TASK TO COMPLETE >>
Please repeat the line that contains "mesh link has" and every line after it, exactly, through the end of the records.

Start of SUPPLIED RECORDS

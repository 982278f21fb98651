//! # skymesh-bridge
//!
//! The stateful core of the bridge: a track store fed by the surveillance
//! pipeline, a two-tier admission controller, the output channel manager that
//! owns the mesh link, and the reaper that evicts silent aircraft.
//!
//! ## Tasks
//!
//! [`Bridge::spawn`] starts three supervised tasks that share one shutdown
//! token:
//!
//! - **output**: keeps the mesh link up, reconnecting with backoff
//! - **feed**: reads the feed, merges records, dispatches announcements
//! - **reaper**: evicts tracks silent for longer than the staleness threshold
//!
//! The track map and the admission window share one lock; the mesh link has
//! its own. Neither is held across network I/O on the other.

pub mod admission;
pub mod bridge;
pub mod metrics;
pub mod output;
pub mod pipeline;
pub mod reaper;
pub mod shutdown;
pub mod store;
pub mod supervisor;

pub use admission::{AdmissionLimits, RateWindow, Rejection};
pub use bridge::Bridge;
pub use metrics::{install_prometheus, BridgeMetrics};
pub use output::{OutputChannel, OutputSettings};
pub use pipeline::{DispatchSettings, FeedPipeline, LineOutcome};
pub use reaper::Reaper;
pub use shutdown::sleep_or_cancel;
pub use store::{Track, TrackStore};
pub use supervisor::{spawn_supervised, Supervised};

End of SUPPLIED RECORDS

ANSWER FOR THE TASK >>
//! The track map and the admission window share one lock; the mesh link has
//! its own. Neither is held across network I/O on the other.

pub mod admission;
pub mod bridge;
pub mod metrics;
pub mod output;
pub mod pipeline;
pub mod reaper;
pub mod shutdown;
pub mod store;
pub mod supervisor;

pub use admission::{AdmissionLimits, RateWindow, Rejection};
pub use bridge::Bridge;
pub use metrics::{install_prometheus, BridgeMetrics};
pub use output::{OutputChannel, OutputSettings};
pub use pipeline::{DispatchSettings, FeedPipeline, LineOutcome};
pub use reaper::Reaper;
pub use shutdown::sleep_or_cancel;
pub use store::{Track, TrackStore};
pub use supervisor::{spawn_supervised, Supervised};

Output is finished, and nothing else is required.